I sometimes wish if we can revoke signature made (with PGP/GPG) to a specific tag.
I know that an electronic signature (like a handwritten one) is to protect both parties, the one who signs, and the one who gets something signed, and allowing a signer to retroactively cancel a signature invalidates the protection given to the latter. I'd be protected from a bogus claim that I made a promise I didn't make when somebody produces a document with a signature that does not match mine, and I'd be protected from somebody who changes his mind later after signing a document to promise me with his signature.
But in the context of signing a release tag for an open source project, non-repudiation is not an issue.

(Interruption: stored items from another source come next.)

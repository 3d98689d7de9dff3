//! Restaurant Model

use serde::{Deserialize, Serialize};

use crate::reservation::{TIME_SLOTS, TimeSlot};

/// Restaurants returned per listing page
pub const RESTAURANTS_PER_PAGE: i64 = 12;

/// Restaurant entity
#[derive(Debug, Clone, Serialize, Deserialize)]
#[cfg_attr(feature = "db", derive(sqlx::FromRow))]
pub struct Restaurant {
    pub id: i64,
    pub name: String,
    pub description: String,
    pub category_id: i64,
    pub address: String,
    pub phone_number: String,
    /// HH:MM
    pub opening_time: String,
    /// HH:MM
    pub closing_time: String,
    pub regular_holiday: String,
    pub image_url: Option<String>,
    pub website_url: Option<String>,
    pub created_at: i64,
    pub updated_at: i64,
}

/// Listing row: restaurant joined with its category and review aggregate
#[derive(Debug, Clone, Serialize, Deserialize)]
pub struct RestaurantSummary {
    pub id: i64,
    pub name: String,
    pub description: String,
    pub category_id: i64,
    pub category_name: String,
    pub address: String,
    pub opening_time: String,
    pub closing_time: String,
    pub image_url: Option<String>,
    pub average_rating: f64,
    pub review_count: i64,
}

/// Detail view with the bookable slots
#[derive(Debug, Clone, Serialize)]
pub struct RestaurantDetail {
    #[serde(flatten)]
    pub restaurant: Restaurant,
    pub category_name: String,
    pub average_rating: f64,
    pub review_count: i64,
    pub time_slots: &'static [TimeSlot],
}

impl RestaurantDetail {
    pub fn new(restaurant: Restaurant, category_name: String, ratings: RatingStats) -> Self {
        Self {
            restaurant,
            category_name,
            average_rating: ratings.average(),
            review_count: ratings.count,
            time_slots: &TIME_SLOTS,
        }
    }
}

/// Raw review aggregate for one restaurant
#[derive(Debug, Clone, Copy, Default, PartialEq)]
pub struct RatingStats {
    pub count: i64,
    pub mean: Option<f64>,
}

impl RatingStats {
    /// Mean rating rounded to one decimal, 0.0 without reviews
    pub fn average(&self) -> f64 {
        round_rating(self.mean)
    }
}

/// Round an optional mean rating to one decimal place
pub fn round_rating(mean: Option<f64>) -> f64 {
    match mean {
        Some(m) if m.is_finite() => (m * 10.0).round() / 10.0,
        _ => 0.0,
    }
}

/// Listing query (`?page=&q=&category_id=`)
#[derive(Debug, Clone, Default, Serialize, Deserialize)]
pub struct RestaurantQuery {
    pub page: Option<i64>,
    pub q: Option<String>,
    pub category_id: Option<i64>,
}

impl RestaurantQuery {
    /// Highest page whose offset still fits in an `i64`
    pub const MAX_PAGE: i64 = i64::MAX / RESTAURANTS_PER_PAGE;

    /// 1-based page number, clamped to `1..=MAX_PAGE`
    pub fn page(&self) -> i64 {
        self.page.unwrap_or(1).clamp(1, Self::MAX_PAGE)
    }

    pub fn offset(&self) -> i64 {
        (self.page() - 1) * RESTAURANTS_PER_PAGE
    }

    /// Trimmed keyword, `None` when blank
    pub fn keyword(&self) -> Option<&str> {
        self.q.as_deref().map(str::trim).filter(|q| !q.is_empty())
    }
}

/// One page of the restaurant listing
#[derive(Debug, Clone, Serialize, Deserialize)]
pub struct RestaurantPage {
    pub items: Vec<RestaurantSummary>,
    pub page: i64,
    pub per_page: i64,
    pub total: i64,
    pub total_pages: i64,
}

impl RestaurantPage {
    pub fn new(items: Vec<RestaurantSummary>, page: i64, total: i64) -> Self {
        let total_pages = (total + RESTAURANTS_PER_PAGE - 1) / RESTAURANTS_PER_PAGE;
        Self {
            items,
            page,
            per_page: RESTAURANTS_PER_PAGE,
            total,
            total_pages,
        }
    }
}

/// Create restaurant payload
#[derive(Debug, Clone, Serialize, Deserialize)]
pub struct RestaurantCreate {
    pub name: String,
    #[serde(default)]
    pub description: String,
    pub category_id: i64,
    pub address: String,
    #[serde(default)]
    pub phone_number: String,
    pub opening_time: String,
    pub closing_time: String,
    #[serde(default)]
    pub regular_holiday: String,
    pub image_url: Option<String>,
    pub website_url: Option<String>,
}

/// Update restaurant payload
#[derive(Debug, Clone, Default, Serialize, Deserialize)]
pub struct RestaurantUpdate {
    pub name: Option<String>,
    pub description: Option<String>,
    pub category_id: Option<i64>,
    pub address: Option<String>,
    pub phone_number: Option<String>,
    pub opening_time: Option<String>,
    pub closing_time: Option<String>,
    pub regular_holiday: Option<String>,
    pub image_url: Option<String>,
    pub website_url: Option<String>,
}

I often merge the last set of topics to the 'master' (or 'maint') branch, add a signed release tag to the tip, merge the result to 'next' and higher integration branches, only to find that a few more tweaks are necessary before the real release while testing the integration branches. Since I do not push out any branch before all the main integration branches (i.e. 'maint', 'master', 'next' and 'pu') are ready, it will not hurt anybody for me to rewind 'next' and 'pu' locally, discard the tag and redo the 'master' (or 'maint') branch. I also do not push out the signed tag until all these branches are ready, so in practice I just can discard the previous signed tag (that hasn't been pushed out) and tag the tip of 'master' with the same name. Nobody will notice.
So in practice, I do not need a feature to cancel a signed tag I created earlier, but at the philosophical level. But it somewhat feels awkward.
1 comment:
Maybe "revert" the tagged commit and sign the revert commit? This preserves the complete signing history. Revoking a signature directly would be (but is not) a gpg thing, I guess.